PROBLEM: An identical copy of all the records is what the answer must contain.

EXERCISE INPUTS:
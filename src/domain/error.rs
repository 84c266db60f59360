//! Domain-level errors (no external dependencies)

use thiserror::Error;

/// Domain errors represent precondition violations on a data structure.
/// They are independent of configuration and terminal concerns.
#[derive(Error, Debug, Clone, PartialEq, Eq)]
pub enum DomainError {
    #[error("vertex {vertex} out of range: graph has {num_vertices} vertices")]
    VertexOutOfRange { vertex: i32, num_vertices: usize },

    #[error("{structure} is full: capacity {capacity}")]
    CapacityExceeded {
        structure: &'static str,
        capacity: usize,
    },

    #[error("{structure} needs a capacity of at least 1")]
    ZeroCapacity { structure: &'static str },
}

/// Result type for domain operations.
pub type DomainResult<T> = Result<T, DomainError>;
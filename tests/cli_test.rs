//! Command dispatch against a broken config file.

use std::fs;

use clap::Parser;
use tempfile::TempDir;

use rsds::cli::{execute_command, Cli, CliError};
use rsds::exitcode;

fn cli_with_broken_config(dir: &TempDir, args: &[&str]) -> Cli {
    let path = dir.path().join("rsds.toml");
    fs::write(&path, "capacity = \"lots\"\n").unwrap();
    let path = path.to_string_lossy().into_owned();
    let mut argv = vec!["rsds", "--config", path.as_str()];
    argv.extend_from_slice(args);
    Cli::try_parse_from(argv).unwrap()
}

#[test]
fn given_broken_config_when_printing_template_then_succeeds() {
    let dir = TempDir::new().unwrap();
    let cli = cli_with_broken_config(&dir, &["config", "template"]);
    assert!(execute_command(&cli).is_ok());
}

#[test]
fn given_broken_config_when_printing_path_then_succeeds() {
    let dir = TempDir::new().unwrap();
    let cli = cli_with_broken_config(&dir, &["config", "path"]);
    assert!(execute_command(&cli).is_ok());
}

#[test]
fn given_broken_config_when_showing_config_then_exits_with_config_code() {
    let dir = TempDir::new().unwrap();
    let cli = cli_with_broken_config(&dir, &["config", "show"]);

    let err: CliError = execute_command(&cli).unwrap_err();

    assert_eq!(err.exit_code(), exitcode::CONFIG);
}

#[test]
fn given_broken_config_when_running_structure_command_then_exits_with_config_code() {
    let dir = TempDir::new().unwrap();
    let cli = cli_with_broken_config(&dir, &["bst", "1", "2"]);

    let err = execute_command(&cli).unwrap_err();

    assert_eq!(err.exit_code(), exitcode::CONFIG);
}
use std::fs;
use std::path::{ Path, PathBuf };

use anyhow::Context;
use clap::Parser;
use log::{ debug, info };

use csg_tracer::canvas::Canvas;
use csg_tracer::color::Color;
use csg_tracer::error::TracerError;
use csg_tracer::life::Life3D;
use csg_tracer::light::LightSource;
use csg_tracer::scene::Scene;
use csg_tracer::scenefile::SceneFile;
use csg_tracer::solid::Solid;
use csg_tracer::vector::Vector;

/// Renders a 3D Game of Life as ray-traced spheres, one PPM frame per
/// generation; or renders a JSON scene description once.
#[derive(Parser)]
#[clap(version, about)]
struct Args {
    /// Grid size (the cell array is size x size x size)
    #[clap(short, long, default_value_t = 6)]
    size: usize,

    /// Number of generations to render before stopping
    #[clap(short, long, default_value_t = 20)]
    gens: usize,

    /// Proportion of cells seeded alive, 0.0-1.0
    #[clap(short = 'i', long, default_value_t = 0.5)]
    filling: f64,

    /// Image size in pixels (frames are square)
    #[clap(short, long, default_value_t = 256)]
    pixels: usize,

    /// Anti-aliasing quality, 1-4
    #[clap(short, long, default_value_t = 1)]
    quality: usize,

    /// Zoom factor for the projection; the more cells in the grid, the
    /// smaller the zoom needs to be to see them all
    #[clap(short, long, default_value_t = 1.0)]
    zoom: f64,

    /// Directory the frame-NNNN.ppm files are written to
    #[clap(short, long, default_value = "frames")]
    out: PathBuf,

    /// Render this JSON scene description instead of the Life demo
    #[clap(long)]
    scene: Option<PathBuf>,
}

fn main() -> anyhow::Result<()> {
    env_logger::init();
    let args = Args::parse();

    if args.quality < 1 || args.quality > 4 {
        anyhow::bail!("'quality' argument must be in range 1-4");
    }

    if args.filling < 0.0 || args.filling >= 1.0 {
        anyhow::bail!("'filling' argument must be in range 0.0-1.0");
    }

    match &args.scene {
        Some(path) => render_scene_file(path),
        None => run_life(&args),
    }
}

/// Loads a scene description and renders it to a PPM alongside the file.
fn render_scene_file(path: &Path) -> anyhow::Result<()> {
    let description = SceneFile::load(path)
        .with_context(|| format!("loading scene {}", path.display()))?;

    let (width, height) = (description.width, description.height);
    let (zoom, quality) = (description.zoom, description.quality);
    let scene = description.into_scene()?;

    let mut canvas = Canvas::new(width, height);
    scene.render(&mut canvas, width, height, zoom, quality)?;

    let out = path.with_extension("ppm");
    canvas.save(&out)
        .with_context(|| format!("saving {}", out.display()))?;
    info!("saved render to {}", out.display());

    Ok(())
}

/// Runs the cellular automaton, rendering one frame per generation and
/// reseeding the grid whenever the population dies out.
fn run_life(args: &Args) -> anyhow::Result<()> {
    fs::create_dir_all(&args.out)
        .with_context(|| format!("creating {}", args.out.display()))?;

    let mut rng = rand::thread_rng();
    let mut life = Life3D::new(args.size, args.filling);
    life.seed(&mut rng);

    for frame in 0..args.gens {
        debug!("generation {}", frame);

        let scene = build_life_scene(&life)?;
        let mut canvas = Canvas::new(args.pixels, args.pixels);
        scene.render(
            &mut canvas, args.pixels, args.pixels, args.zoom, args.quality)?;

        let path = args.out.join(format!("frame-{:04}.ppm", frame));
        canvas.save(&path)
            .with_context(|| format!("saving {}", path.display()))?;
        info!("saved {}", path.display());

        life.step();
        if life.is_empty() {
            // All cells dead: start over with a new random population.
            life.seed(&mut rng);
        }
    }

    Ok(())
}

/// Builds a scene with one full-matte sphere per live cell, colored by
/// the cell's age, plus two point lights.
fn build_life_scene(life: &Life3D) -> Result<Scene, TracerError> {
    let n = life.size();
    let mut scene = Scene::new(Color::black());

    // The sphere layout in the grid is determined entirely by the radius
    // and the number of cells.
    let radius = 5.0;
    let spacing = 2.1 * radius;
    let half_space = spacing / 2.0;
    let box_span = (n as f64 + 1.0) * spacing;

    for x in 0..n {
        for y in 0..n {
            for z in 0..n {
                let age = life.age(x, y, z);
                if age == 0 {
                    continue;
                }

                let center = Vector::new(
                    spacing * x as f64 - box_span / 2.0 + half_space,
                    spacing * y as f64 - box_span / 2.0 + spacing,
                    -spacing * z as f64 - box_span,
                );
                let mut sphere = Solid::sphere(center, radius);
                sphere.set_full_matte(&age_color(age))?;
                scene.add_solid(sphere);
            }
        }
    }

    // A distant key light to the upper left gives hard shadows; the one
    // front and right fills in some of the dark areas.
    scene.add_light_source(LightSource::new(
        Vector::new(50.0, 0.0, 50.0),
        Color::rgb(0.9, 0.9, 0.9),
    ));
    scene.add_light_source(LightSource::new(
        Vector::new(-2.0, 0.0, 5.0),
        Color::rgb(0.5, 0.5, 0.5),
    ));

    Ok(scene)
}

/// New cells are red, becoming more blue as they age.
fn age_color(age: u32) -> Color {
    match age {
        1 => Color::rgb(1.0, 0.0, 0.0),
        2 => Color::rgb(0.8, 0.0, 0.2),
        3 => Color::rgb(0.6, 0.0, 0.4),
        4 => Color::rgb(0.4, 0.0, 0.6),
        5 => Color::rgb(0.2, 0.0, 0.8),
        _ => Color::rgb(0.0, 0.0, 1.0),
    }
}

TASK OUTPUT:
filename src/domain/error.rs
repository 84c266db60f59360
//! Domain-level errors (no external dependencies)

use thiserror::Error;

/// Domain errors represent precondition violations on a data structure.
/// They are independent of configuration and terminal concerns.
#[derive(Error, Debug, Clone, PartialEq, Eq)]
pub enum DomainError {
    #[error("vertex {vertex} out of range: graph has {num_vertices} vertices")]
    VertexOutOfRange { vertex: i32, num_vertices: usize },

    #[error("{structure} is full: capacity {capacity}")]
    CapacityExceeded {
        structure: &'static str,
        capacity: usize,
    },

    #[error("{structure} needs a capacity of at least 1")]
    ZeroCapacity { structure: &'static str },
}

/// Result type for domain operations.
pub type DomainResult<T> = Result<T, DomainError>;
filename tests/cli_test.rs
//! Command dispatch against a broken config file.

use std::fs;

use clap::Parser;
use tempfile::TempDir;

use rsds::cli::{execute_command, Cli, CliError};
use rsds::exitcode;

fn cli_with_broken_config(dir: &TempDir, args: &[&str]) -> Cli {
    let path = dir.path().join("rsds.toml");
    fs::write(&path, "capacity = \"lots\"\n").unwrap();
    let path = path.to_string_lossy().into_owned();
    let mut argv = vec!["rsds", "--config", path.as_str()];
    argv.extend_from_slice(args);
    Cli::try_parse_from(argv).unwrap()
}

#[test]
fn given_broken_config_when_printing_template_then_succeeds() {
    let dir = TempDir::new().unwrap();
    let cli = cli_with_broken_config(&dir, &["config", "template"]);
    assert!(execute_command(&cli).is_ok());
}

#[test]
fn given_broken_config_when_printing_path_then_succeeds() {
    let dir = TempDir::new().unwrap();
    let cli = cli_with_broken_config(&dir, &["config", "path"]);
    assert!(execute_command(&cli).is_ok());
}

#[test]
fn given_broken_config_when_showing_config_then_exits_with_config_code() {
    let dir = TempDir::new().unwrap();
    let cli = cli_with_broken_config(&dir, &["config", "show"]);

    let err: CliError = execute_command(&cli).unwrap_err();

    assert_eq!(err.exit_code(), exitcode::CONFIG);
}

#[test]
fn given_broken_config_when_running_structure_command_then_exits_with_config_code() {
    let dir = TempDir::new().unwrap();
    let cli = cli_with_broken_config(&dir, &["bst", "1", "2"]);

    let err = execute_command(&cli).unwrap_err();

    assert_eq!(err.exit_code(), exitcode::CONFIG);
}
use std::fs;
use std::path::{ Path, PathBuf };

use anyhow::Context;
use clap::Parser;
use log::{ debug, info };

use csg_tracer::canvas::Canvas;
use csg_tracer::color::Color;
use csg_tracer::error::TracerError;
use csg_tracer::life::Life3D;
use csg_tracer::light::LightSource;
use csg_tracer::scene::Scene;
use csg_tracer::scenefile::SceneFile;
use csg_tracer::solid::Solid;
use csg_tracer::vector::Vector;

/// Renders a 3D Game of Life as ray-traced spheres, one PPM frame per
/// generation; or renders a JSON scene description once.
#[derive(Parser)]
#[clap(version, about)]
struct Args {
    /// Grid size (the cell array is size x size x size)
    #[clap(short, long, default_value_t = 6)]
    size: usize,

    /// Number of generations to render before stopping
    #[clap(short, long, default_value_t = 20)]
    gens: usize,

    /// Proportion of cells seeded alive, 0.0-1.0
    #[clap(short = 'i', long, default_value_t = 0.5)]
    filling: f64,

    /// Image size in pixels (frames are square)
    #[clap(short, long, default_value_t = 256)]
    pixels: usize,

    /// Anti-aliasing quality, 1-4
    #[clap(short, long, default_value_t = 1)]
    quality: usize,

    /// Zoom factor for the projection; the more cells in the grid, the
    /// smaller the zoom needs to be to see them all
    #[clap(short, long, default_value_t = 1.0)]
    zoom: f64,

    /// Directory the frame-NNNN.ppm files are written to
    #[clap(short, long, default_value = "frames")]
    out: PathBuf,

    /// Render this JSON scene description instead of the Life demo
    #[clap(long)]
    scene: Option<PathBuf>,
}

fn main() -> anyhow::Result<()> {
    env_logger::init();
    let args = Args::parse();

    if args.quality < 1 || args.quality > 4 {
        anyhow::bail!("'quality' argument must be in range 1-4");
    }

    if args.filling < 0.0 || args.filling >= 1.0 {
        anyhow::bail!("'filling' argument must be in range 0.0-1.0");
    }

    match &args.scene {
        Some(path) => render_scene_file(path),
        None => run_life(&args),
    }
}

/// Loads a scene description and renders it to a PPM alongside the file.
fn render_scene_file(path: &Path) -> anyhow::Result<()> {
    let description = SceneFile::load(path)
        .with_context(|| format!("loading scene {}", path.display()))?;

    let (width, height) = (description.width, description.height);
    let (zoom, quality) = (description.zoom, description.quality);
    let scene = description.into_scene()?;

    let mut canvas = Canvas::new(width, height);
    scene.render(&mut canvas, width, height, zoom, quality)?;

    let out = path.with_extension("ppm");
    canvas.save(&out)
        .with_context(|| format!("saving {}", out.display()))?;
    info!("saved render to {}", out.display());

    Ok(())
}

/// Runs the cellular automaton, rendering one frame per generation and
/// reseeding the grid whenever the population dies out.
fn run_life(args: &Args) -> anyhow::Result<()> {
    fs::create_dir_all(&args.out)
        .with_context(|| format!("creating {}", args.out.display()))?;

    let mut rng = rand::thread_rng();
    let mut life = Life3D::new(args.size, args.filling);
    life.seed(&mut rng);

    for frame in 0..args.gens {
        debug!("generation {}", frame);

        let scene = build_life_scene(&life)?;
        let mut canvas = Canvas::new(args.pixels, args.pixels);
        scene.render(
            &mut canvas, args.pixels, args.pixels, args.zoom, args.quality)?;

        let path = args.out.join(format!("frame-{:04}.ppm", frame));
        canvas.save(&path)
            .with_context(|| format!("saving {}", path.display()))?;
        info!("saved {}", path.display());

        life.step();
        if life.is_empty() {
            // All cells dead: start over with a new random population.
            life.seed(&mut rng);
        }
    }

    Ok(())
}

/// Builds a scene with one full-matte sphere per live cell, colored by
/// the cell's age, plus two point lights.
fn build_life_scene(life: &Life3D) -> Result<Scene, TracerError> {
    let n = life.size();
    let mut scene = Scene::new(Color::black());

    // The sphere layout in the grid is determined entirely by the radius
    // and the number of cells.
    let radius = 5.0;
    let spacing = 2.1 * radius;
    let half_space = spacing / 2.0;
    let box_span = (n as f64 + 1.0) * spacing;

    for x in 0..n {
        for y in 0..n {
            for z in 0..n {
                let age = life.age(x, y, z);
                if age == 0 {
                    continue;
                }

                let center = Vector::new(
                    spacing * x as f64 - box_span / 2.0 + half_space,
                    spacing * y as f64 - box_span / 2.0 + spacing,
                    -spacing * z as f64 - box_span,
                );
                let mut sphere = Solid::sphere(center, radius);
                sphere.set_full_matte(&age_color(age))?;
                scene.add_solid(sphere);
            }
        }
    }

    // A distant key light to the upper left gives hard shadows; the one
    // front and right fills in some of the dark areas.
    scene.add_light_source(LightSource::new(
        Vector::new(50.0, 0.0, 50.0),
        Color::rgb(0.9, 0.9, 0.9),
    ));
    scene.add_light_source(LightSource::new(
        Vector::new(-2.0, 0.0, 5.0),
        Color::rgb(0.5, 0.5, 0.5),
    ));

    Ok(scene)
}

/// New cells are red, becoming more blue as they age.
fn age_color(age: u32) -> Color {
    match age {
        1 => Color::rgb(1.0, 0.0, 0.0),
        2 => Color::rgb(0.8, 0.0, 0.2),
        3 => Color::rgb(0.6, 0.0, 0.4),
        4 => Color::rgb(0.4, 0.0, 0.6),
        5 => Color::rgb(0.2, 0.0, 0.8),
        _ => Color::rgb(0.0, 0.0, 1.0),
    }
}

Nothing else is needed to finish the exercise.